Eu nem gosto muito de falar sobre este assunto. Aqui em Portugal dá pano para mangas. Tivemos colónias em África até 1974 e depois da guerra colonial, virou-se o feitiço contra o feiticeiro. Hoje até já temos os filhos e os netos desses africanos que vieram para cá pós-guerra.
Na minha família, digo os meus pais, nunca houve problemas em relação a racismo. Mas quando arranjei um namorado de cabo verde, as coisas mudaram um pouco de figura. Não digo que fosse racismo. Foi mais a tal diferença entre classes. Negro em Portugal é sinónimo de trabalhador das obras. E os meus pais não queriam a filha professora com um pé rapado... É claro que a história não ficou por ali. Mas como as paredes têm ouvidos...
Beijos.
Regina,
Excelente o teu post.

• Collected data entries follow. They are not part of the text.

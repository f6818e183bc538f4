// Copyright (c) 2026 Bountyy Oy. All rights reserved.
// This software is proprietary and confidential.

//! Recorded network exchanges
//!
//! Record types, their details view model, and the recording client that
//! produces them.

mod details;
mod record;
mod recorder;

pub use details::{DetailsItem, DetailsKind, DetailsSection};
pub use record::{LogRecord, Outcome, RequestInfo, ResponseInfo};
pub use recorder::{RecorderConfig, RecordingClient};
//! Page components for the application.
//!
//! Each page is a Leptos component that renders a specific route. The
//! dashboard pages wrap their content in the access guard; everything
//! else is public.

pub mod dashboard;
pub mod home;
pub mod login;
pub mod register;
pub mod unauthorized;

// Re-export all page components for convenient access
pub use dashboard::{CenterDashboardPage, StaffDashboardPage, UserDashboardPage};
pub use home::HomePage;
pub use login::LoginPage;
pub use register::RegisterPage;
pub use unauthorized::UnauthorizedPage;
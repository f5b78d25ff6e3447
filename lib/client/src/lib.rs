//! Typed REST API client for the EcoCycle platform.
//!
//! This crate provides:
//! - `ApiClient`: a thin typed wrapper over the REST endpoints
//! - Wire payload types mirroring the server's serializers
//! - `ApiError`: the request failure taxonomy
//!
//! The authentication endpoints produce the (`Principal`, `Credential`)
//! pair the session store consumes; every other endpoint requires the
//! credential and attaches it as a bearer header.

pub mod api;
pub mod error;
pub mod types;

// Re-export main types at crate root
pub use api::ApiClient;
pub use error::ApiError;
pub use types::{
    Challenge, DashboardUser, IndividualDashboard, ItemCategory, LoginRequest, LoginResponse,
    MarketplaceFilter, MarketplaceItem, NewMarketplaceItem, Pickup, PickupStatus, RecyclingEntry,
    RegisterRequest, Reward,
};
//! Registration page component.

use leptos::ev::SubmitEvent;
use leptos::prelude::*;
use leptos::task::spawn_local;
use tracing::warn;

use crate::config::AppConfig;
use crate::routes;
use crate::session::use_session;
use ecocycle_access::Role;
use ecocycle_client::{ApiClient, RegisterRequest};

/// Account registration form.
///
/// Registration establishes no session; a successful submission lands
/// on the login page for the user to sign in.
#[component]
pub fn RegisterPage() -> impl IntoView {
    let session = use_session();

    let (first_name, set_first_name) = signal(String::new());
    let (last_name, set_last_name) = signal(String::new());
    let (email, set_email) = signal(String::new());
    let (password, set_password) = signal(String::new());
    let (phone, set_phone) = signal(String::new());
    let (address, set_address) = signal(String::new());
    let (role, set_role) = signal(Role::Individual);
    let (submitting, set_submitting) = signal(false);
    let (error, set_error) = signal(Option::<String>::None);

    let on_submit = move |ev: SubmitEvent| {
        ev.prevent_default();
        let first_name = first_name.get();
        let last_name = last_name.get();
        let email = email.get();
        let password = password.get();
        if first_name.is_empty() || last_name.is_empty() || email.is_empty() || password.is_empty()
        {
            set_error.set(Some("Fill in every required field.".to_string()));
            return;
        }
        let phone = phone.get();
        let address = address.get();
        let request = RegisterRequest {
            first_name,
            last_name,
            email,
            password,
            phone: (!phone.is_empty()).then_some(phone),
            address: (!address.is_empty()).then_some(address),
            role: role.get(),
        };
        set_submitting.set(true);
        set_error.set(None);
        spawn_local(async move {
            let client = ApiClient::new(AppConfig::from_build_env().api_base);
            match client.register(&request).await {
                Ok(()) => {
                    session.navigate(routes::LOGIN);
                }
                Err(e) => {
                    warn!(error = %e, "registration failed");
                    set_error.set(Some(e.user_message()));
                }
            }
            set_submitting.set(false);
        });
    };

    view! {
        <div class="register-page">
            <div class="register-box">
                <h1>"Create your EcoCycle account"</h1>
                <form on:submit=on_submit>
                    <div class="form-row">
                        <label for="first-name">"First name"</label>
                        <input
                            id="first-name"
                            type="text"
                            prop:value=move || first_name.get()
                            on:input=move |ev| set_first_name.set(event_target_value(&ev))
                        />
                    </div>
                    <div class="form-row">
                        <label for="last-name">"Last name"</label>
                        <input
                            id="last-name"
                            type="text"
                            prop:value=move || last_name.get()
                            on:input=move |ev| set_last_name.set(event_target_value(&ev))
                        />
                    </div>
                    <div class="form-row">
                        <label for="email">"Email"</label>
                        <input
                            id="email"
                            type="email"
                            prop:value=move || email.get()
                            on:input=move |ev| set_email.set(event_target_value(&ev))
                        />
                    </div>
                    <div class="form-row">
                        <label for="password">"Password"</label>
                        <input
                            id="password"
                            type="password"
                            prop:value=move || password.get()
                            on:input=move |ev| set_password.set(event_target_value(&ev))
                        />
                    </div>
                    <div class="form-row">
                        <label for="phone">"Phone (optional)"</label>
                        <input
                            id="phone"
                            type="tel"
                            prop:value=move || phone.get()
                            on:input=move |ev| set_phone.set(event_target_value(&ev))
                        />
                    </div>
                    <div class="form-row">
                        <label for="address">"Address (optional)"</label>
                        <input
                            id="address"
                            type="text"
                            prop:value=move || address.get()
                            on:input=move |ev| set_address.set(event_target_value(&ev))
                        />
                    </div>
                    <div class="form-row">
                        <label for="account-type">"Account type"</label>
                        <AccountTypeSelector set_role=set_role/>
                    </div>
                    {move || error.get().map(|message| view! { <p class="error">{message}</p> })}
                    <button type="submit" class="submit-button" disabled=move || submitting.get()>
                        {move || if submitting.get() { "Creating account..." } else { "Register" }}
                    </button>
                </form>
                <p class="alt-action">"Already registered? "<a href="/login">"Log in"</a></p>
            </div>
        </div>
    }
}

/// Account type selector over the closed role set.
#[component]
fn AccountTypeSelector(set_role: WriteSignal<Role>) -> impl IntoView {
    view! {
        <select
            id="account-type"
            on:change=move |ev| {
                if let Ok(parsed) = event_target_value(&ev).parse::<Role>() {
                    set_role.set(parsed);
                }
            }
        >
            {Role::ALL.into_iter().map(|option| {
                let selected = option == Role::Individual;
                view! {
                    <option value=option.as_str() selected=selected>{option.label()}</option>
                }
            }).collect_view()}
        </select>
    }
}
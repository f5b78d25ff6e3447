//! Role-gated route guard component.

use ecocycle_access::{AccessDecision, Role};
use leptos::prelude::*;

use crate::routes;
use crate::session::use_session;

/// Wraps a protected view, rendering or redirecting per the access
/// guard.
///
/// The decision re-evaluates on every session change: logging out from
/// a granted view redirects to login immediately. Redirects replace the
/// current history entry so a denied URL does not land in the back
/// stack. An empty `allowed` set admits any authenticated principal.
#[component]
pub fn RequireRole(
    /// Roles admitted to the wrapped view.
    allowed: Vec<Role>,
    children: ChildrenFn,
) -> impl IntoView {
    let session = use_session();
    let decision = Memo::new(move |_| session.decide(&allowed));

    Effect::new(move || match decision.get() {
        AccessDecision::RedirectToLogin => session.redirect(routes::LOGIN),
        AccessDecision::RedirectToUnauthorized => session.redirect(routes::UNAUTHORIZED),
        AccessDecision::Loading | AccessDecision::Grant => {}
    });

    view! {
        {move || match decision.get() {
            AccessDecision::Grant => children().into_any(),
            AccessDecision::Loading => view! {
                <p class="loading">"Loading..."</p>
            }.into_any(),
            // The effect above performs the redirect; render nothing
            // in the meantime.
            AccessDecision::RedirectToLogin | AccessDecision::RedirectToUnauthorized => {
                ().into_any()
            }
        }}
    }
}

Sempre acreditei que o problema social principal do Brasil está entre as classes sociais. Falo isso primeiro por experiência. Apesar de vir de família branca (em termos de cor, porque em termos de raça, quem é que sabe ao certo mesmo se afinal somos todos, brasileiros, uma mistura?), sempre fomos pobres, e por conseqüência a discriminação estava sempre nos atingindo duramente.

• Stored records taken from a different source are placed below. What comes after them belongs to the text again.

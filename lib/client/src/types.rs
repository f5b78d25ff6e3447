//! Wire types for the EcoCycle REST API.
//!
//! These mirror the server's serializers field for field. Decimal
//! quantities arrive as strings (the API serializes decimals that way)
//! and are displayed verbatim rather than parsed. Payloads carrying a
//! password or token redact it from their `Debug` output.

use chrono::{DateTime, Utc};
use ecocycle_access::{Principal, Role};
use ecocycle_core::{ChallengeId, ItemId, PickupId, RecyclingEntryId, RewardId, UserId};
use serde::{Deserialize, Serialize};
use serde_json::Value;
use std::fmt;

/// Payload for the login endpoint.
#[derive(Clone, Serialize)]
pub struct LoginRequest {
    /// Account email address.
    pub email: String,
    /// Account password.
    pub password: String,
}

impl fmt::Debug for LoginRequest {
    fn fmt(&self, f: &mut fmt::Formatter<'_>) -> fmt::Result {
        f.debug_struct("LoginRequest")
            .field("email", &self.email)
            .field("password", &"<redacted>")
            .finish()
    }
}

/// Body of a successful login response.
///
/// The server also sends a `refresh` token; this client has no refresh
/// flow, so only the access token is read.
#[derive(Clone, Deserialize)]
pub struct LoginResponse {
    /// The authenticated user's profile.
    pub user: Principal,
    /// Bearer access token for subsequent requests.
    pub access: String,
}

impl fmt::Debug for LoginResponse {
    fn fmt(&self, f: &mut fmt::Formatter<'_>) -> fmt::Result {
        f.debug_struct("LoginResponse")
            .field("user", &self.user)
            .field("access", &"<redacted>")
            .finish()
    }
}

/// Payload for creating a new account.
#[derive(Clone, Serialize)]
pub struct RegisterRequest {
    /// Given name.
    pub first_name: String,
    /// Family name.
    pub last_name: String,
    /// Account email address, also the login identifier.
    pub email: String,
    /// Account password.
    pub password: String,
    /// Contact phone number.
    pub phone: Option<String>,
    /// Street address.
    pub address: Option<String>,
    /// Account role, serialized as the API's `user_type` discriminant.
    #[serde(rename = "user_type")]
    pub role: Role,
}

impl fmt::Debug for RegisterRequest {
    fn fmt(&self, f: &mut fmt::Formatter<'_>) -> fmt::Result {
        f.debug_struct("RegisterRequest")
            .field("first_name", &self.first_name)
            .field("last_name", &self.last_name)
            .field("email", &self.email)
            .field("password", &"<redacted>")
            .field("phone", &self.phone)
            .field("address", &self.address)
            .field("role", &self.role)
            .finish()
    }
}

/// Lifecycle state of a recycling pickup.
///
/// `Pending` never appears in the scheduling form, but the API emits it
/// for pickups awaiting confirmation; both it and `Scheduled` count as
/// upcoming.
#[derive(Debug, Clone, Copy, PartialEq, Eq, Serialize, Deserialize)]
#[serde(rename_all = "snake_case")]
pub enum PickupStatus {
    /// Confirmed and on the calendar.
    Scheduled,
    /// Requested, awaiting confirmation.
    Pending,
    /// Collected.
    Completed,
    /// Called off.
    Cancelled,
}

impl PickupStatus {
    /// Returns true for states that count as an upcoming pickup.
    #[must_use]
    pub fn is_upcoming(&self) -> bool {
        matches!(self, Self::Scheduled | Self::Pending)
    }

    /// Human-readable label for status badges.
    #[must_use]
    pub fn label(&self) -> &'static str {
        match self {
            Self::Scheduled => "Scheduled",
            Self::Pending => "Pending",
            Self::Completed => "Completed",
            Self::Cancelled => "Cancelled",
        }
    }
}

/// A scheduled or past recycling pickup.
#[derive(Debug, Clone, Deserialize)]
pub struct Pickup {
    pub id: PickupId,
    pub date: DateTime<Utc>,
    pub address: String,
    pub status: PickupStatus,
    /// Free-form material-to-quantity map as entered at scheduling.
    #[serde(default)]
    pub materials: Value,
    pub created_at: DateTime<Utc>,
}

/// A recycling challenge with target progress.
#[derive(Debug, Clone, Deserialize)]
pub struct Challenge {
    pub id: ChallengeId,
    pub title: String,
    pub description: String,
    /// Target count to reach, e.g. 10 pickups.
    pub target: i32,
    /// Progress so far toward the target.
    pub progress: i32,
    pub points_reward: i32,
    pub start_date: DateTime<Utc>,
    pub end_date: DateTime<Utc>,
    pub is_active: bool,
    pub created_at: DateTime<Utc>,
}

impl Challenge {
    /// Returns true once progress has reached the target.
    #[must_use]
    pub fn is_complete(&self) -> bool {
        self.progress >= self.target
    }

    /// Progress toward the target as a whole percentage, clamped to
    /// 0..=100 for progress bars.
    #[must_use]
    pub fn percent_complete(&self) -> u8 {
        if self.target <= 0 {
            return 100;
        }
        let ratio = f64::from(self.progress.max(0)) / f64::from(self.target);
        (ratio * 100.0).clamp(0.0, 100.0).round() as u8
    }
}

/// A reward the user can claim with earned points.
#[derive(Debug, Clone, Deserialize)]
pub struct Reward {
    pub id: RewardId,
    pub name: String,
    pub points_required: i32,
    pub description: String,
    pub is_claimed: bool,
    pub claimed_at: Option<DateTime<Utc>>,
    pub created_at: DateTime<Utc>,
}

/// One entry in the recycling history.
#[derive(Debug, Clone, Deserialize)]
pub struct RecyclingEntry {
    pub id: RecyclingEntryId,
    /// Material recycled: plastic, paper, metal, glass, electronics.
    pub material_type: String,
    /// Weight in kilograms, serialized by the API as a decimal string.
    pub weight_kg: String,
    pub date: DateTime<Utc>,
    /// Estimated CO2 savings in kilograms, as a decimal string.
    pub co2_saved_kg: String,
    pub created_at: DateTime<Utc>,
}

/// Marketplace item category.
#[derive(Debug, Clone, Copy, PartialEq, Eq, Serialize, Deserialize)]
#[serde(rename_all = "snake_case")]
pub enum ItemCategory {
    Furniture,
    HomeDecor,
    PersonalCare,
    Electronics,
    Clothing,
    Other,
}

impl ItemCategory {
    /// All categories, in the order the marketplace filter offers them.
    pub const ALL: [ItemCategory; 6] = [
        ItemCategory::Furniture,
        ItemCategory::HomeDecor,
        ItemCategory::PersonalCare,
        ItemCategory::Electronics,
        ItemCategory::Clothing,
        ItemCategory::Other,
    ];

    /// Returns the wire name used in the `category` query parameter.
    #[must_use]
    pub fn as_str(&self) -> &'static str {
        match self {
            Self::Furniture => "furniture",
            Self::HomeDecor => "home_decor",
            Self::PersonalCare => "personal_care",
            Self::Electronics => "electronics",
            Self::Clothing => "clothing",
            Self::Other => "other",
        }
    }

    /// Returns the human-readable label for filter menus.
    #[must_use]
    pub fn label(&self) -> &'static str {
        match self {
            Self::Furniture => "Furniture",
            Self::HomeDecor => "Home Decor",
            Self::PersonalCare => "Personal Care",
            Self::Electronics => "Electronics",
            Self::Clothing => "Clothing",
            Self::Other => "Other",
        }
    }
}

/// A second-hand item listed on the marketplace.
#[derive(Debug, Clone, Deserialize)]
pub struct MarketplaceItem {
    pub id: ItemId,
    pub name: String,
    pub description: String,
    /// Price as a decimal string, displayed verbatim.
    pub price: String,
    pub category: ItemCategory,
    /// Uploaded image URL, if any.
    pub image: Option<String>,
    pub is_available: bool,
    pub created_at: DateTime<Utc>,
    /// Seller's display name, composed server-side.
    pub seller_name: String,
}

/// Payload for listing a new marketplace item.
#[derive(Debug, Clone, Serialize)]
pub struct NewMarketplaceItem {
    pub name: String,
    pub description: String,
    /// Decimal string, e.g. "25.00".
    pub price: String,
    pub category: ItemCategory,
}

/// Query filters for the marketplace listing.
#[derive(Debug, Clone, Default, PartialEq, Eq)]
pub struct MarketplaceFilter {
    /// Restrict to one category; `None` lists every category.
    pub category: Option<ItemCategory>,
    /// Match against item names and descriptions.
    pub search: Option<String>,
}

impl MarketplaceFilter {
    /// Returns the query parameters this filter contributes.
    ///
    /// Absent or empty filters are omitted; the server treats a missing
    /// `category` as "all" and a missing `search` as no search.
    #[must_use]
    pub fn query_pairs(&self) -> Vec<(&'static str, String)> {
        let mut pairs = Vec::new();
        if let Some(category) = self.category {
            pairs.push(("category", category.as_str().to_string()));
        }
        if let Some(search) = &self.search
            && !search.is_empty()
        {
            pairs.push(("search", search.clone()));
        }
        pairs
    }
}

/// The trimmed user profile embedded in the dashboard payload.
///
/// Unlike `Principal`, this carries no role; the dashboard endpoint
/// serializes only profile basics.
#[derive(Debug, Clone, Deserialize)]
pub struct DashboardUser {
    pub id: UserId,
    pub first_name: String,
    pub last_name: String,
    pub email: String,
    #[serde(default)]
    pub date_joined: Option<DateTime<Utc>>,
}

/// Aggregated dashboard payload for individual and household accounts.
#[derive(Debug, Clone, Deserialize)]
pub struct IndividualDashboard {
    pub user: DashboardUser,
    pub upcoming_pickups: Vec<Pickup>,
    pub past_pickups: Vec<Pickup>,
    pub active_challenges: Vec<Challenge>,
    pub completed_challenges: Vec<Challenge>,
    pub rewards: Vec<Reward>,
    pub recycling_history: Vec<RecyclingEntry>,
    /// Lifetime weight recycled in kilograms, as a decimal string.
    pub total_recycled_kg: String,
    /// Lifetime CO2 savings in kilograms, as a decimal string.
    pub co2_saved_total: String,
    pub challenges_completed_count: u32,
}
//! Main Leptos application component and routing.

use leptos::prelude::*;
use leptos_meta::{Title, provide_meta_context};
use leptos_router::{
    components::{Route, Router, Routes},
    path,
};

use crate::pages::{
    CenterDashboardPage, HomePage, LoginPage, RegisterPage, StaffDashboardPage, UnauthorizedPage,
    UserDashboardPage,
};
use crate::routes;
use crate::session::{SessionProvider, use_session};
use ecocycle_access::Session;

/// The main application component.
#[component]
pub fn App() -> impl IntoView {
    provide_meta_context();

    view! {
        <Title text="EcoCycle"/>
        <Router>
            <SessionProvider>
                <Header/>
                <main class="container">
                    <Routes fallback=|| "Page not found.".into_view()>
                        <Route path=path!("/") view=HomePage/>
                        <Route path=path!("/login") view=LoginPage/>
                        <Route path=path!("/register") view=RegisterPage/>
                        <Route path=path!("/unauthorized") view=UnauthorizedPage/>
                        <Route path=path!("/user-dashboard") view=UserDashboardPage/>
                        <Route path=path!("/center-dashboard") view=CenterDashboardPage/>
                        <Route path=path!("/staff-dashboard") view=StaffDashboardPage/>
                    </Routes>
                </main>
            </SessionProvider>
        </Router>
    }
}

/// Header with the brand link and session controls.
#[component]
fn Header() -> impl IntoView {
    let session = use_session();

    view! {
        <header class="header">
            <div class="header-left">
                <a href="/" class="logo">"EcoCycle"</a>
            </div>
            <div class="header-right">
                {move || match session.session() {
                    Session::Restoring => ().into_any(),
                    Session::Anonymous => view! {
                        <a href="/login" class="login-button">"Log in"</a>
                        <a href="/register" class="register-button">"Register"</a>
                    }.into_any(),
                    Session::Authenticated { principal, .. } => view! {
                        <a href=routes::dashboard_route(principal.role()) class="user-name">
                            {principal.full_name()}
                        </a>
                        <button class="logout-button" on:click=move |_| session.logout()>
                            "Log out"
                        </button>
                    }.into_any(),
                }}
            </div>
        </header>
    }
}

Sou a favor do sistema de cotas porque, como disse lá no blog da Denise, é um começo que o Brasil faz para encarar o problema que existe. Mas também acredito plenamente que não é por aí que se resolve o problema de vez, mesmo porque está enraigado na cultura brasileira; que é a questão do senhor e do serviçal. Questão de poder. Uns mandam e outros obedecem.

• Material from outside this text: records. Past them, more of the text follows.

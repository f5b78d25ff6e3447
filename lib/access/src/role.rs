//! Account roles for platform access control.
//!
//! Every account has exactly one role, chosen at registration. The role
//! decides which dashboard an account lands on after login and which
//! routes the access guard admits.

use serde::{Deserialize, Serialize};
use std::fmt;
use std::str::FromStr;

/// Account role, fixed at registration.
///
/// Serialized with the REST API's `user_type` discriminants:
/// `individual`, `household`, `recycling_center`, `staff`.
#[derive(Debug, Clone, Copy, PartialEq, Eq, Hash, Serialize, Deserialize)]
#[serde(rename_all = "snake_case")]
pub enum Role {
    /// A single person recycling from home.
    Individual,
    /// A multi-person household sharing one account.
    Household,
    /// A recycling center handling drop-offs and pickups.
    RecyclingCenter,
    /// Platform staff with oversight of users and centers.
    Staff,
}

impl Role {
    /// All roles, in the order the registration form offers them.
    pub const ALL: [Role; 4] = [
        Role::Individual,
        Role::Household,
        Role::RecyclingCenter,
        Role::Staff,
    ];

    /// Returns the wire name used by the REST API's `user_type` field.
    #[must_use]
    pub fn as_str(&self) -> &'static str {
        match self {
            Self::Individual => "individual",
            Self::Household => "household",
            Self::RecyclingCenter => "recycling_center",
            Self::Staff => "staff",
        }
    }

    /// Returns the human-readable label shown in account-type selectors.
    #[must_use]
    pub fn label(&self) -> &'static str {
        match self {
            Self::Individual => "Individual",
            Self::Household => "Household",
            Self::RecyclingCenter => "Recycling Center",
            Self::Staff => "Staff",
        }
    }

    /// Returns true if this role has staff oversight privileges.
    #[must_use]
    pub fn is_staff(&self) -> bool {
        matches!(self, Self::Staff)
    }
}

impl fmt::Display for Role {
    fn fmt(&self, f: &mut fmt::Formatter<'_>) -> fmt::Result {
        write!(f, "{}", self.as_str())
    }
}

/// Error returned when parsing an unrecognized role name.
#[derive(Debug, Clone, PartialEq, Eq)]
pub struct ParseRoleError {
    /// The value that did not match any role.
    pub value: String,
}

impl fmt::Display for ParseRoleError {
    fn fmt(&self, f: &mut fmt::Formatter<'_>) -> fmt::Result {
        write!(f, "unknown role: '{}'", self.value)
    }
}

impl std::error::Error for ParseRoleError {}

impl FromStr for Role {
    type Err = ParseRoleError;

    fn from_str(s: &str) -> Result<Self, Self::Err> {
        match s {
            "individual" => Ok(Self::Individual),
            "household" => Ok(Self::Household),
            "recycling_center" => Ok(Self::RecyclingCenter),
            "staff" => Ok(Self::Staff),
            other => Err(ParseRoleError {
                value: other.to_string(),
            }),
        }
    }
}

#[cfg(test)]
mod tests {
    use super::*;

    #[test]
    fn role_wire_names() {
        assert_eq!(Role::Individual.as_str(), "individual");
        assert_eq!(Role::Household.as_str(), "household");
        assert_eq!(Role::RecyclingCenter.as_str(), "recycling_center");
        assert_eq!(Role::Staff.as_str(), "staff");
    }

    #[test]
    fn role_serialization_format() {
        let json = serde_json::to_string(&Role::RecyclingCenter).expect("serialize");
        assert_eq!(json, "\"recycling_center\"");

        let json = serde_json::to_string(&Role::Individual).expect("serialize");
        assert_eq!(json, "\"individual\"");
    }

    #[test]
    fn role_serialization_roundtrip() {
        for role in Role::ALL {
            let json = serde_json::to_string(&role).expect("serialize");
            let parsed: Role = serde_json::from_str(&json).expect("deserialize");
            assert_eq!(role, parsed);
        }
    }

    #[test]
    fn role_from_str_matches_wire_names() {
        for role in Role::ALL {
            let parsed: Role = role.as_str().parse().expect("parse");
            assert_eq!(role, parsed);
        }
    }

    #[test]
    fn role_from_str_rejects_unknown() {
        let result: Result<Role, _> = "superuser".parse();
        let err = result.unwrap_err();
        assert_eq!(err.value, "superuser");
        assert!(err.to_string().contains("superuser"));
    }

    #[test]
    fn role_display_matches_wire_name() {
        assert_eq!(Role::RecyclingCenter.to_string(), "recycling_center");
    }

    #[test]
    fn only_staff_is_staff() {
        assert!(Role::Staff.is_staff());
        assert!(!Role::Individual.is_staff());
        assert!(!Role::Household.is_staff());
        assert!(!Role::RecyclingCenter.is_staff());
    }

    #[test]
    fn labels_are_human_readable() {
        assert_eq!(Role::RecyclingCenter.label(), "Recycling Center");
        assert_eq!(Role::Household.label(), "Household");
    }
}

Quanto ao racismo nos Estados Unidos, o que tenho a dizer que é diferente e muito diferente do do Brasil. Às vezes é mais evidente, às vezes é muito mais agressivo,e isso choca muito, mas também a necessidade de se isolar aqui nesse país vem, me parece, de ambas as partes. Lamentável. Todos querem "ser diferentes", por isso o racismo a ser combatido aqui está mais à base do indivíduo do que do coletivo, eu penso.
Sempre digo que não dá para tratar o racismo do Brasil nos mesmos termos que se trata o racismo do USA. Vejo que há algumas pessoas que querendo mudanças caem na armadilha de copiar as ideologias norte-americanas e tentar aplicá-las ao Brasil. Não funciona.
Bom post!
Sofia,
Nao e' so em Portugal que isso da pano para mangas. No Brasil tb. Quanto a familia, eu tb pensava que meus pais nao fossem racistas ate que eu me apaixonei por um homem negro. E olha que a meu ver eu sou mestica.
Beijos,
Regina
Anita,
Eu tambem nao acho uma boa ideia "importar" a ideologia do movimento negro americano para o Brasil e aplica-la sem levarmos em conta o contexto historico e social especifico do Brasil. Embora eu concorde em principio com as cotas nas universidades, eu tenho receio que isso nao vai funcionar. Quem vai definir quem e' negro no Brasil? E as pessoas de descendencia africana mas com a pele mais clara?
Tambem concordo com voce que a questao racial no Brasil passa por uma relacao de poder: quem e' o mestre, quem e' o servical. Ainda hoje, as empregadas domesticas sao tratadas como escravas assalariadas. E nao e' coicidencia nenhuma que a maioria delas sao mesticas ou negras.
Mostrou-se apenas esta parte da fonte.